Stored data
▼▼▼

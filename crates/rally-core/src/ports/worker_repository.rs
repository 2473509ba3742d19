//! Worker repository trait definition.

use async_trait::async_trait;

use super::RepositoryError;
use crate::domain::{NewWorker, Worker};

/// Repository for worker registrations.
///
/// Constraint: unique `hostname`. Registering a hostname twice is a
/// conflict, never an overwrite.
#[async_trait]
pub trait WorkerRepository: Send + Sync {
    /// Register a worker with a fresh heartbeat.
    async fn register(&self, worker: NewWorker) -> Result<Worker, RepositoryError>;

    /// Get a worker by hostname.
    async fn get(&self, hostname: &str) -> Result<Worker, RepositoryError>;

    /// Remove a worker registration.
    async fn unregister(&self, hostname: &str) -> Result<(), RepositoryError>;

    /// Touch the heartbeat timestamp only.
    ///
    /// This is a narrow, first-class method: nothing else on the row changes.
    /// Returns `Err(RepositoryError::NotFound)` when no row was affected.
    async fn update(&self, hostname: &str) -> Result<(), RepositoryError>;
}
//! OpenStack-flavored credentials.

use serde::Deserialize;
use serde_json::{Map, Value, json};

use super::CredentialsError;
use super::schema::{BOOLEAN, CredentialSchema, FieldSpec, NULLABLE_STRING, STRING};

pub static OPENSTACK_SCHEMA: CredentialSchema = CredentialSchema {
    kind: "openstack",
    fields: &[
        FieldSpec::required("auth_url", STRING),
        FieldSpec::required("username", STRING),
        FieldSpec::required("password", STRING),
        FieldSpec::optional("tenant_name", NULLABLE_STRING),
        FieldSpec::optional("permission", NULLABLE_STRING),
        FieldSpec::optional("region_name", NULLABLE_STRING),
        FieldSpec::optional("endpoint_type", NULLABLE_STRING),
        FieldSpec::optional("domain_name", NULLABLE_STRING),
        FieldSpec::optional("user_domain_name", NULLABLE_STRING),
        FieldSpec::optional("admin_domain_name", NULLABLE_STRING),
        FieldSpec::optional("project_domain_name", NULLABLE_STRING),
        FieldSpec::optional("endpoint", NULLABLE_STRING),
        FieldSpec::optional("https_insecure", BOOLEAN),
        FieldSpec::optional("https_cacert", NULLABLE_STRING),
    ],
};

pub const DEFAULT_PERMISSION: &str = "user";
pub const DEFAULT_ENDPOINT_TYPE: &str = "public";
pub const DEFAULT_DOMAIN: &str = "Default";

/// Default values merged under every caller payload.
///
/// Built fresh on each call so no two credential bags share a backing map.
fn default_values() -> Map<String, Value> {
    let defaults = json!({
        "tenant_name": null,
        "permission": DEFAULT_PERMISSION,
        "region_name": null,
        "endpoint_type": DEFAULT_ENDPOINT_TYPE,
        "domain_name": null,
        "endpoint": null,
        "user_domain_name": DEFAULT_DOMAIN,
        "admin_domain_name": DEFAULT_DOMAIN,
        "project_domain_name": DEFAULT_DOMAIN,
        "https_insecure": false,
        "https_cacert": null,
    });
    match defaults {
        Value::Object(map) => map,
        _ => Map::new(),
    }
}

/// Validated credentials for an OpenStack cloud.
#[derive(Debug, Clone, PartialEq, Eq, Deserialize)]
pub struct OpenStackCredentials {
    pub auth_url: String,
    pub username: String,
    pub password: String,
    pub tenant_name: Option<String>,
    pub permission: Option<String>,
    pub region_name: Option<String>,
    pub endpoint_type: Option<String>,
    pub domain_name: Option<String>,
    pub user_domain_name: Option<String>,
    pub admin_domain_name: Option<String>,
    pub project_domain_name: Option<String>,
    pub endpoint: Option<String>,
    /// Derived from `https_insecure`.
    #[serde(rename = "https_insecure")]
    pub insecure: bool,
    /// Derived from `https_cacert`.
    #[serde(rename = "https_cacert")]
    pub cacert: Option<String>,
}

impl OpenStackCredentials {
    /// Merge `values` over the defaults, validate, and decode.
    pub fn new(values: Map<String, Value>) -> Result<Self, CredentialsError> {
        let mut merged = default_values();
        merged.extend(values);
        OPENSTACK_SCHEMA.validate(&merged)?;

        serde_json::from_value(Value::Object(merged)).map_err(|e| {
            CredentialsError::SchemaValidation {
                kind: OPENSTACK_SCHEMA.kind,
                violations: vec![e.to_string()],
            }
        })
    }

    /// Snapshot of the credentials under their input key names.
    ///
    /// `permission` is only emitted when `include_permission` is set.
    pub fn to_dict(&self, include_permission: bool) -> Map<String, Value> {
        let mut dict = Map::new();
        dict.insert("auth_url".into(), json!(self.auth_url));
        dict.insert("username".into(), json!(self.username));
        dict.insert("password".into(), json!(self.password));
        dict.insert("tenant_name".into(), json!(self.tenant_name));
        dict.insert("region_name".into(), json!(self.region_name));
        dict.insert("endpoint_type".into(), json!(self.endpoint_type));
        dict.insert("domain_name".into(), json!(self.domain_name));
        dict.insert("user_domain_name".into(), json!(self.user_domain_name));
        dict.insert("admin_domain_name".into(), json!(self.admin_domain_name));
        dict.insert("project_domain_name".into(), json!(self.project_domain_name));
        dict.insert("endpoint".into(), json!(self.endpoint));
        dict.insert("https_insecure".into(), json!(self.insecure));
        dict.insert("https_cacert".into(), json!(self.cacert));
        if include_permission {
            dict.insert("permission".into(), json!(self.permission));
        }
        dict
    }
}

#[cfg(test)]
mod tests {
    use super::*;

    fn minimal() -> Map<String, Value> {
        json!({
            "auth_url": "http://keystone:5000/v3",
            "username": "admin",
            "password": "secret",
        })
        .as_object()
        .cloned()
        .unwrap()
    }

    #[test]
    fn test_defaults_fill_missing_fields() {
        let creds = OpenStackCredentials::new(minimal()).unwrap();
        assert_eq!(creds.permission.as_deref(), Some(DEFAULT_PERMISSION));
        assert_eq!(creds.endpoint_type.as_deref(), Some(DEFAULT_ENDPOINT_TYPE));
        assert_eq!(creds.user_domain_name.as_deref(), Some("Default"));
        assert_eq!(creds.project_domain_name.as_deref(), Some("Default"));
        assert!(creds.tenant_name.is_none());
        assert!(!creds.insecure);
        assert!(creds.cacert.is_none());
    }

    #[test]
    fn test_caller_values_override_defaults() {
        let mut values = minimal();
        values.insert("permission".into(), json!("admin"));
        values.insert("https_insecure".into(), json!(true));
        values.insert("https_cacert".into(), json!("/etc/ssl/ca.pem"));

        let creds = OpenStackCredentials::new(values).unwrap();
        assert_eq!(creds.permission.as_deref(), Some("admin"));
        assert!(creds.insecure);
        assert_eq!(creds.cacert.as_deref(), Some("/etc/ssl/ca.pem"));
    }

    #[test]
    fn test_missing_password_rejected() {
        let mut values = minimal();
        values.remove("password");
        let err = OpenStackCredentials::new(values).unwrap_err();
        assert!(err.to_string().contains("'password' is a required property"));
    }

    #[test]
    fn test_undeclared_key_rejected() {
        let mut values = minimal();
        values.insert("insecure".into(), json!(true));
        assert!(matches!(
            OpenStackCredentials::new(values),
            Err(CredentialsError::SchemaValidation { kind: "openstack", .. })
        ));
    }

    #[test]
    fn test_to_dict_hides_permission_unless_requested() {
        let creds = OpenStackCredentials::new(minimal()).unwrap();

        let dict = creds.to_dict(false);
        assert!(!dict.contains_key("permission"));
        assert!(!dict.contains_key("insecure"));
        assert!(!dict.contains_key("cacert"));
        assert_eq!(dict["https_insecure"], json!(false));
        assert_eq!(dict.len(), 13);

        let dict = creds.to_dict(true);
        assert_eq!(dict["permission"], json!("user"));
    }

    #[test]
    fn test_instances_do_not_share_defaults() {
        let mut first = OpenStackCredentials::new(minimal()).unwrap();
        first.region_name = Some("RegionOne".to_string());
        let second = OpenStackCredentials::new(minimal()).unwrap();
        assert!(second.region_name.is_none());
    }
}
//! Expression lowering: turns expression trees into stack-machine code.
//!
//! ## Design
//!
//! - Exhaustive match over the closed expression variants; adding a node kind
//!   without a lowering rule is a compile error
//! - Operand evaluation order is pinned by the pop convention documented on
//!   [`crate::asm::Instruction`] and derived uniformly at every synthesis
//!   site
//! - The engine appends to a caller-owned [`crate::asm::CodeBuilder`] and
//!   holds no other mutable state

mod error;
mod lower;


pub use error::CompileError;
pub use lower::{ExprCompiler, FrameOffsets};
//! Assembly layer: the instruction set and the append-only code builder.
//!
//! This is the boundary handed to the printer/assembler: a finished
//! [`Program`] is an ordered instruction sequence plus a table of named labels
//! recorded by position.

mod code;
mod instruction;

pub use code::{CodeBuilder, Program};
pub use instruction::Instruction;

▲▲▲

Task prompt:
Take every line above that includes "SchemaValidation" and list it.

Exercise solution:
            CredentialsError::SchemaValidation {
            Err(CredentialsError::SchemaValidation { kind: "openstack", .. })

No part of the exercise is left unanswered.